Evidence of the By-law Enforcement Officer
[11] Mr. Newlands next visited the respondent’s property on June 7, 2011 in response to a complaint that the smoke was intolerable. It took Mr. Newlands approximately 20 minutes to reach the respondent’s property from the time he received the call. On that day Mr. Newlands did not observe any excessive smoke, but rather, a very small plume of white smoke. It was Mr. Newlands evidence that the By-law was not being breached by the operation of the furnace on June 7, 2011.
[12] Mr. Newlands next attended at the respondent’s property on June 9, 2011 in response to another complaint from Mr. Doyle. He observed the furnace to be running, with light smoke flowing toward the west, away from the Doyle property. He confirmed that the amount of smoke was not a cause for concern.
[13] A further complaint was received on June 19, 2011. At that time a series of photographs were taken by Mr. Doyle of the furnace and the quality and direction of the smoke. The photographs appear to have been taken in sequence, based on the time stamp in the bottom corner of the photographs produce to the court. On his cross-examination Mr. Newlands stated that the photographs depicted "excessive visible smoke" for a limited period of 3 minutes, but that only one of the 12 photographs showed smoke on the Doyle property.

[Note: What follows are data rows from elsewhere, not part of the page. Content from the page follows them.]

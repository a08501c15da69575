//! Event side of a rule: what has to happen for the rule to fire.

use bitflags::bitflags;

/// Number of usable event phases plus one; phase indices must stay below it.
pub const PHASE_MAX: u32 = 7;

bitflags! {
    /// Phases a rule is active in. Empty means every phase.
    #[derive(Clone, Copy, Debug, PartialEq, Eq, Hash, Default)]
    pub struct PhaseMask: u8 {
        const PHASE_1 = 1 << 0;
        const PHASE_2 = 1 << 1;
        const PHASE_3 = 1 << 2;
        const PHASE_4 = 1 << 3;
        const PHASE_5 = 1 << 4;
        const PHASE_6 = 1 << 5;
    }
}

bitflags! {
    /// Cross-cutting event modifiers.
    #[derive(Clone, Copy, Debug, PartialEq, Eq, Hash, Default)]
    pub struct EventFlags: u8 {
        const NOT_REPEATABLE = 1 << 0;
        const DIFFICULTY_0   = 1 << 1;
        const DIFFICULTY_1   = 1 << 2;
        const DIFFICULTY_2   = 1 << 3;
        const DIFFICULTY_3   = 1 << 4;
        const DEBUG_ONLY     = 1 << 7;
    }
}

bitflags! {
    /// Script sources an event kind may be used from.
    #[derive(Clone, Copy, Debug, PartialEq, Eq, Hash, Default)]
    pub struct SourceMask: u16 {
        const CREATURE         = 1 << 0;
        const GAMEOBJECT       = 1 << 1;
        const AREATRIGGER      = 1 << 2;
        const EVENT            = 1 << 3;
        const GOSSIP           = 1 << 4;
        const QUEST            = 1 << 5;
        const SPELL            = 1 << 6;
        const TRANSPORT        = 1 << 7;
        const INSTANCE         = 1 << 8;
        const TIMED_ACTIONLIST = 1 << 9;
    }
}

/// Inclusive timer window in milliseconds (or any other ordered pair).
#[derive(Debug, Clone, Copy, PartialEq, Eq, Default)]
pub struct MinMax {
    pub min: u32,
    pub max: u32,
}

impl MinMax {
    pub fn new(min: u32, max: u32) -> Self {
        Self { min, max }
    }

    pub fn is_ordered(self) -> bool {
        self.min <= self.max
    }
}

/// Initial window followed by a repeat window.
#[derive(Debug, Clone, Copy, PartialEq, Eq, Default)]
pub struct MinMaxRepeat {
    pub initial: MinMax,
    pub repeat: MinMax,
}

impl MinMaxRepeat {
    pub fn from_params(params: &[u32; 5]) -> Self {
        Self {
            initial: MinMax::new(params[0], params[1]),
            repeat: MinMax::new(params[2], params[3]),
        }
    }
}

/// Event plus the modifiers that apply to every event kind.
#[derive(Debug, Clone, PartialEq)]
pub struct EventSpec {
    pub phase_mask: PhaseMask,
    /// Percent chance the rule fires when the event happens.
    pub chance: u8,
    pub flags: EventFlags,
    pub event: SmartEvent,
}

/// Raw event kind tags as stored in `event_type`.
#[derive(Debug, Clone, Copy, PartialEq, Eq, Hash, strum::FromRepr, strum::Display)]
#[repr(u8)]
pub enum EventKind {
    UpdateIc = 0,
    UpdateOoc,
    HealthPct,
    ManaPct,
    Aggro,
    Kill,
    Death,
    Evade,
    SpellHit,
    Range,
    OocLos,
    Respawn,
    TargetHealthPct,
    VictimCasting,
    FriendlyHealth,
    FriendlyIsCc,
    FriendlyMissingBuff,
    SummonedUnit,
    TargetManaPct,
    AcceptedQuest,
    RewardQuest,
    ReachedHome,
    ReceiveEmote,
    HasAura,
    TargetBuffed,
    Reset,
    IcLos,
    PassengerBoarded,
    PassengerRemoved,
    Charmed,
    CharmedTarget,
    SpellHitTarget,
    Damaged,
    DamagedTarget,
    MovementInform,
    SummonDespawned,
    CorpseRemoved,
    AiInit,
    DataSet,
    WaypointStart,
    WaypointReached,
    TransportAddPlayer,
    TransportAddCreature,
    TransportRemovePlayer,
    TransportRelocate,
    InstancePlayerEnter,
    AreaTriggerOnTrigger,
    QuestAccepted,
    QuestObjCompletion,
    QuestCompletion,
    QuestRewarded,
    QuestFail,
    TextOver,
    ReceiveHeal,
    JustSummoned,
    WaypointPaused,
    WaypointResumed,
    WaypointStopped,
    WaypointEnded,
    TimedEventTriggered,
    Update,
    Link,
    GossipSelect,
    JustCreated,
    GossipHello,
    FollowCompleted,
    DummyEffect,
    IsBehindTarget,
    GameEventStart,
    GameEventEnd,
    GoStateChanged,
    GoEventInform,
    ActionDone,
    OnSpellClick,
    FriendlyHealthPct,
    DistanceCreature,
    DistanceGameObject,
    CounterSet,
}

impl EventKind {
    /// Script sources this event kind can be attached to.
    #[rustfmt::skip]
    pub fn allowed_sources(self) -> SourceMask {
        const CREATURE: SourceMask = SourceMask::CREATURE;
        const CREATURE_GO: SourceMask = SourceMask::CREATURE.union(SourceMask::GAMEOBJECT);
        match self {
            EventKind::UpdateIc => CREATURE.union(SourceMask::TIMED_ACTIONLIST),
            EventKind::UpdateOoc => CREATURE_GO.union(SourceMask::INSTANCE),
            EventKind::Link => SourceMask::all().difference(SourceMask::TIMED_ACTIONLIST),
            EventKind::SpellHit | EventKind::Respawn | EventKind::SummonedUnit
            | EventKind::AcceptedQuest | EventKind::RewardQuest | EventKind::SummonDespawned
            | EventKind::AiInit | EventKind::DataSet | EventKind::TextOver
            | EventKind::TimedEventTriggered | EventKind::Update | EventKind::GossipSelect
            | EventKind::JustCreated | EventKind::GossipHello | EventKind::GameEventStart
            | EventKind::GameEventEnd | EventKind::CounterSet => CREATURE_GO,
            EventKind::TransportAddPlayer | EventKind::TransportAddCreature
            | EventKind::TransportRemovePlayer | EventKind::TransportRelocate => SourceMask::TRANSPORT,
            EventKind::InstancePlayerEnter => SourceMask::INSTANCE,
            EventKind::AreaTriggerOnTrigger => SourceMask::AREATRIGGER,
            EventKind::QuestAccepted | EventKind::QuestObjCompletion | EventKind::QuestCompletion
            | EventKind::QuestRewarded | EventKind::QuestFail => SourceMask::QUEST,
            EventKind::DummyEffect => SourceMask::SPELL,
            EventKind::GoStateChanged | EventKind::GoEventInform => SourceMask::GAMEOBJECT,
            _ => CREATURE,
        }
    }
}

[14] Mr. Newlands was also asked, on cross-examination, to comment on photographs taken by Mr. Doyle that pre-date the By-law, as well as another series of photographs taken on June 5, 2011. His observations are of limited usefulness to the court given that he was not asked whether the photos were an accurate depiction of what he observed, and because he is not qualified to give opinion evidence about the deficiencies or distortions of photographic evidence.
[15] Mr. Newlands confirmed that on the three occasions that he observed the furnace since the passage of the By-law, it had been operating within the provisions of the By-law.
Doyle’s Evidence
[16] As indicated above, Mr. Doyle took photographs between 2008 and 2010 that show the operation of the furnace. Certain photos, such as one taken on July 21, 2008 and others taken on May 12, 2009, show the furnace emitting thick, dark gray smoke. The respondent confirmed that this will occur as a normal part of the start-up, when the furnace is at a higher temperature and the oxygen content is relatively low, typically when wood is loaded in the furnace and as it begins to carbonize. According to Mr. Mullen, this process is called pyrolysis, lasts only a few minutes, and does not necessarily occur every time wood is loaded in the furnace. Other photographs, including those taken on June 5 and June 19, 2011, show smoke emanating from the furnace in varying degrees of magnitude and color.

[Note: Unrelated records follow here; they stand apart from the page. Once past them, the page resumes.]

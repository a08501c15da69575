//! Raw event slot translation and validation.

use crate::script::event::RespawnCondition;
use crate::script::{EventKind, MinMax, MinMaxRepeat, SmartEvent, TargetKind};
use crate::validation::Rejection;

use super::{RuleCheck, at_most, found, non_zero, ordered, percent};

/// Highest motion type a movement-inform event can wait for.
pub const NULL_MOTION_TYPE: u32 = 16;
/// Highest effect slot index.
pub const EFFECT_2: u32 = 2;
/// Highest event id an `ActionDone` event can listen for.
pub const EVENT_CHARGE: u32 = 1003;

/// Map the five raw event slots onto the payload for `kind`.
#[allow(clippy::too_many_lines)]
#[rustfmt::skip]
pub fn cook_event(kind: EventKind, p: &[u32; 5]) -> SmartEvent {
    let timers = MinMaxRepeat::from_params(p);
    let pair = |i: usize| MinMax::new(p[i], p[i + 1]);
    match kind {
        EventKind::UpdateIc => SmartEvent::UpdateIc { timer: timers },
        EventKind::UpdateOoc => SmartEvent::UpdateOoc { timer: timers },
        EventKind::HealthPct => SmartEvent::HealthPct { pct: timers },
        EventKind::ManaPct => SmartEvent::ManaPct { pct: timers },
        EventKind::Aggro => SmartEvent::Aggro,
        EventKind::Kill => SmartEvent::Kill { cooldown: pair(0), player_only: p[2] != 0, creature: p[3] },
        EventKind::Death => SmartEvent::Death,
        EventKind::Evade => SmartEvent::Evade,
        EventKind::SpellHit => SmartEvent::SpellHit { spell: p[0], school: p[1], cooldown: pair(2) },
        EventKind::Range => SmartEvent::Range { range: timers },
        EventKind::OocLos => SmartEvent::OocLos { no_hostile: p[0] != 0, max_dist: p[1], cooldown: pair(2) },
        EventKind::Respawn => SmartEvent::Respawn { condition: p[0], map: p[1], area: p[2] },
        EventKind::TargetHealthPct => SmartEvent::TargetHealthPct { pct: timers },
        EventKind::VictimCasting => SmartEvent::VictimCasting { repeat: pair(0), spell: p[2] },
        EventKind::FriendlyHealth => SmartEvent::FriendlyHealth { hp_deficit: p[0], radius: p[1], repeat: pair(2) },
        EventKind::FriendlyIsCc => SmartEvent::FriendlyIsCc { radius: p[0], repeat: pair(1) },
        EventKind::FriendlyMissingBuff => SmartEvent::FriendlyMissingBuff { spell: p[0], radius: p[1], repeat: pair(2) },
        EventKind::SummonedUnit => SmartEvent::SummonedUnit { creature: p[0], cooldown: pair(1) },
        EventKind::TargetManaPct => SmartEvent::TargetManaPct { pct: timers },
        EventKind::AcceptedQuest => SmartEvent::AcceptedQuest { quest: p[0] },
        EventKind::RewardQuest => SmartEvent::RewardQuest { quest: p[0] },
        EventKind::ReachedHome => SmartEvent::ReachedHome,
        EventKind::ReceiveEmote => SmartEvent::ReceiveEmote { emote: p[0], cooldown: pair(1) },
        EventKind::HasAura => SmartEvent::HasAura { spell: p[0], count: p[1], repeat: pair(2) },
        EventKind::TargetBuffed => SmartEvent::TargetBuffed { spell: p[0], count: p[1], repeat: pair(2) },
        EventKind::Reset => SmartEvent::Reset,
        EventKind::IcLos => SmartEvent::IcLos { no_hostile: p[0] != 0, max_dist: p[1], cooldown: pair(2) },
        EventKind::PassengerBoarded => SmartEvent::PassengerBoarded { repeat: pair(0) },
        EventKind::PassengerRemoved => SmartEvent::PassengerRemoved { repeat: pair(0) },
        EventKind::Charmed => SmartEvent::Charmed { on_remove: p[0] != 0 },
        EventKind::CharmedTarget => SmartEvent::CharmedTarget,
        EventKind::SpellHitTarget => SmartEvent::SpellHitTarget { spell: p[0], school: p[1], cooldown: pair(2) },
        EventKind::Damaged => SmartEvent::Damaged { damage: timers },
        EventKind::DamagedTarget => SmartEvent::DamagedTarget { damage: timers },
        EventKind::MovementInform => SmartEvent::MovementInform { motion_type: p[0], point: p[1] },
        EventKind::SummonDespawned => SmartEvent::SummonDespawned { creature: p[0], cooldown: pair(1) },
        EventKind::CorpseRemoved => SmartEvent::CorpseRemoved,
        EventKind::AiInit => SmartEvent::AiInit,
        EventKind::DataSet => SmartEvent::DataSet { id: p[0], value: p[1], cooldown: pair(2) },
        EventKind::WaypointStart => SmartEvent::WaypointStart { point: p[0], path: p[1] },
        EventKind::WaypointReached => SmartEvent::WaypointReached { point: p[0], path: p[1] },
        EventKind::TransportAddPlayer => SmartEvent::TransportAddPlayer,
        EventKind::TransportAddCreature => SmartEvent::TransportAddCreature { creature: p[0] },
        EventKind::TransportRemovePlayer => SmartEvent::TransportRemovePlayer,
        EventKind::TransportRelocate => SmartEvent::TransportRelocate { point: p[0] },
        EventKind::InstancePlayerEnter => SmartEvent::InstancePlayerEnter { team: p[0], cooldown: pair(1) },
        EventKind::AreaTriggerOnTrigger => SmartEvent::AreaTriggerOnTrigger { trigger: p[0] },
        EventKind::QuestAccepted => SmartEvent::QuestAccepted,
        EventKind::QuestObjCompletion => SmartEvent::QuestObjCompletion,
        EventKind::QuestCompletion => SmartEvent::QuestCompletion,
        EventKind::QuestRewarded => SmartEvent::QuestRewarded,
        EventKind::QuestFail => SmartEvent::QuestFail,
        EventKind::TextOver => SmartEvent::TextOver { text_group: p[0], creature: p[1] },
        EventKind::ReceiveHeal => SmartEvent::ReceiveHeal { heal: timers },
        EventKind::JustSummoned => SmartEvent::JustSummoned,
        EventKind::WaypointPaused => SmartEvent::WaypointPaused { point: p[0], path: p[1] },
        EventKind::WaypointResumed => SmartEvent::WaypointResumed { point: p[0], path: p[1] },
        EventKind::WaypointStopped => SmartEvent::WaypointStopped { point: p[0], path: p[1] },
        EventKind::WaypointEnded => SmartEvent::WaypointEnded { point: p[0], path: p[1] },
        EventKind::TimedEventTriggered => SmartEvent::TimedEventTriggered { id: p[0] },
        EventKind::Update => SmartEvent::Update { timer: timers },
        EventKind::Link => SmartEvent::Link,
        EventKind::GossipSelect => SmartEvent::GossipSelect { menu: p[0], option: p[1] },
        EventKind::JustCreated => SmartEvent::JustCreated,
        EventKind::GossipHello => SmartEvent::GossipHello,
        EventKind::FollowCompleted => SmartEvent::FollowCompleted,
        EventKind::DummyEffect => SmartEvent::DummyEffect { spell: p[0], effect_index: p[1] },
        EventKind::IsBehindTarget => SmartEvent::IsBehindTarget { cooldown: pair(0) },
        EventKind::GameEventStart => SmartEvent::GameEventStart { game_event: p[0] },
        EventKind::GameEventEnd => SmartEvent::GameEventEnd { game_event: p[0] },
        EventKind::GoStateChanged => SmartEvent::GoStateChanged { state: p[0] },
        EventKind::GoEventInform => SmartEvent::GoEventInform { event_id: p[0] },
        EventKind::ActionDone => SmartEvent::ActionDone { event_id: p[0] },
        EventKind::OnSpellClick => SmartEvent::OnSpellClick,
        EventKind::FriendlyHealthPct => SmartEvent::FriendlyHealthPct { min_hp_pct: p[0], max_hp_pct: p[1], repeat: pair(2) },
        EventKind::DistanceCreature => SmartEvent::DistanceCreature { guid: p[0], entry: p[1], distance: p[2], repeat: p[3] },
        EventKind::DistanceGameObject => SmartEvent::DistanceGameObject { guid: p[0], entry: p[1], distance: p[2], repeat: p[3] },
        EventKind::CounterSet => SmartEvent::CounterSet { counter: p[0], value: p[1], cooldown: pair(2) },
    }
}

/// Exactly one of a guid/entry pair must be set.
fn one_of(what: &'static str, guid: u32, entry: u32) -> Result<(), Rejection> {
    match (guid, entry) {
        (0, 0) => Err(Rejection::MissingAlternative(what)),
        (0, _) | (_, 0) => Ok(()),
        _ => Err(Rejection::ConflictingAlternatives(what)),
    }
}

impl RuleCheck<'_> {
    /// Validate a decoded event.
    ///
    /// # Errors
    /// Returns the [`Rejection`] for the first parameter that is out of range
    /// or names a missing record.
    pub(crate) fn check_event(&self, event: &SmartEvent, target: TargetKind) -> Result<(), Rejection> {
        for pair in event.timer_pairs() {
            ordered(pair)?;
        }
        for value in event.percentages() {
            percent(value)?;
        }

        let catalogs = self.catalogs();
        match *event {
            SmartEvent::SpellHit { spell, school, .. } | SmartEvent::SpellHitTarget { spell, school, .. } => {
                if spell == 0 {
                    return Ok(());
                }
                let info = self.spell(spell)?;
                if school != 0 && school & info.school_mask != info.school_mask {
                    return Err(Rejection::SpellSchoolMismatch { spell, school });
                }
                Ok(())
            },
            SmartEvent::Respawn { condition, map, area } => match RespawnCondition::from_repr(condition) {
                Some(RespawnCondition::Map) => found("map", map, catalogs.has_map(map)),
                Some(RespawnCondition::Area) => found("area", area, catalogs.has_area(area)),
                _ => Ok(()),
            },
            SmartEvent::FriendlyHealth { radius, .. } => non_zero("radius", radius),
            SmartEvent::FriendlyMissingBuff { spell, radius, .. } => {
                self.require_spell(spell)?;
                non_zero("radius", radius)
            },
            SmartEvent::Kill { creature, .. }
            | SmartEvent::SummonedUnit { creature, .. }
            | SmartEvent::SummonDespawned { creature, .. }
            | SmartEvent::TransportAddCreature { creature } => self.optional_creature(creature),
            SmartEvent::VictimCasting { spell, .. } => self.optional_spell(spell),
            SmartEvent::AcceptedQuest { quest } | SmartEvent::RewardQuest { quest } => self.optional_quest(quest),
            SmartEvent::ReceiveEmote { emote, .. } => {
                if emote == 0 {
                    Ok(())
                } else {
                    found("text emote", emote, catalogs.has_text_emote(emote))
                }
            },
            SmartEvent::HasAura { spell, .. } | SmartEvent::TargetBuffed { spell, .. } => self.require_spell(spell),
            SmartEvent::MovementInform { motion_type, .. } => at_most("motion type", motion_type, NULL_MOTION_TYPE),
            SmartEvent::AreaTriggerOnTrigger { trigger } => {
                if trigger == 0 {
                    Ok(())
                } else {
                    found("area trigger", trigger, catalogs.has_area_trigger(trigger))
                }
            },
            SmartEvent::TextOver { text_group, .. } => self.check_text(text_group, event, target),
            SmartEvent::DummyEffect { spell, effect_index } => {
                self.require_spell(spell)?;
                at_most("effect index", effect_index, EFFECT_2)
            },
            SmartEvent::GameEventStart { game_event } | SmartEvent::GameEventEnd { game_event } => {
                self.game_event(game_event)
            },
            SmartEvent::ActionDone { event_id } => at_most("event id", event_id, EVENT_CHARGE),
            SmartEvent::FriendlyHealthPct { .. } => match target {
                TargetKind::CreatureRange
                | TargetKind::CreatureGuid
                | TargetKind::CreatureDistance
                | TargetKind::ClosestCreature
                | TargetKind::ClosestPlayer
                | TargetKind::PlayerRange
                | TargetKind::PlayerDistance => Ok(()),
                other => Err(Rejection::IncompatibleTarget(other)),
            },
            SmartEvent::DistanceCreature { guid, entry, .. } => {
                one_of("creature guid or entry", guid, entry)?;
                if guid != 0 {
                    found("creature guid", guid, catalogs.creature_spawn(guid).is_some())
                } else {
                    self.require_creature(entry)
                }
            },
            SmartEvent::DistanceGameObject { guid, entry, .. } => {
                one_of("gameobject guid or entry", guid, entry)?;
                if guid != 0 {
                    found("gameobject guid", guid, catalogs.gameobject_spawn(guid).is_some())
                } else {
                    self.require_gameobject(entry)
                }
            },
            SmartEvent::CounterSet { counter, value, .. } => {
                non_zero("counter id", counter)?;
                non_zero("counter value", value)
            },
            _ => Ok(()),
        }
    }
}

#[cfg(test)]
mod tests {
    use super::*;

    #[test]
    fn cook_event_reads_timer_and_cooldown_slots() {
        let event = cook_event(EventKind::HealthPct, &[10, 40, 1000, 2000, 0]);
        assert_eq!(event.percentages(), vec![10, 40]);
        assert_eq!(event.timer_pairs(), vec![MinMax::new(10, 40), MinMax::new(1000, 2000)]);

        let event = cook_event(EventKind::SpellHit, &[133, 4, 500, 600, 0]);
        assert_eq!(
            event,
            SmartEvent::SpellHit {
                spell: 133,
                school: 4,
                cooldown: MinMax::new(500, 600)
            }
        );
        assert_eq!(event.kind(), EventKind::SpellHit);
    }

    #[test]
    fn cook_event_keeps_kind_for_every_tag() {
        for raw in 0..=77u8 {
            let kind = EventKind::from_repr(raw).expect("contiguous event kinds");
            assert_eq!(cook_event(kind, &[0; 5]).kind(), kind);
        }
    }

    #[test]
    fn one_of_requires_exactly_one_half() {
        assert_eq!(one_of("x", 0, 0), Err(Rejection::MissingAlternative("x")));
        assert_eq!(one_of("x", 1, 1), Err(Rejection::ConflictingAlternatives("x")));
        assert!(one_of("x", 0, 5).is_ok());
        assert!(one_of("x", 5, 0).is_ok());
    }
}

[17] Mr. Doyle was raised on a farm and has lived all of his life within 5 miles of his current residence. It is his evidence that he understands rural life. Mr. Doyle testified that the smoke and its smell interferes with his enjoyment of his life and property because it gets into his house, his car and his clothes. It drives him and his wife out of their yard, which has an outdoor patio, and deters them from outdoor entertaining or pursuits such as gardening and yard work. They have had to abandon working in their yard or cutting the grass at times, and Mr. Doyle has been forced into his shop to work on many occasions because of the smoke. He describes the smoke as being invasive and inescapable, and, figuratively, holds him and his wife as prisoners in their home. It prevents them from doing things that others take for granted, such as leaving their windows open or using their clothesline. It is also unpredictable, in that when the prevailing westerly wind blows the smoke over his house and property, they need to go inside and close all the windows and doors in an attempt to keep the smoke out on an otherwise beautiful day. If the smoke gets into their home, it takes a long time to dissipate when all of the windows must remain closed. When the air is heavy in the summer months, his evidence is that the smoke hangs closer to the ground and can be literally choking at times. He and his wife have been woken at night by the smell of smoke when they have attempted to keep one of their bedroom window open; another faces west and is never left open at night because of the smoke. Mr. Doyle testified that the inability to open their windows causes them to bear the financial burden of having to run air conditioning when they would otherwise be enjoying the fresh air from the outside.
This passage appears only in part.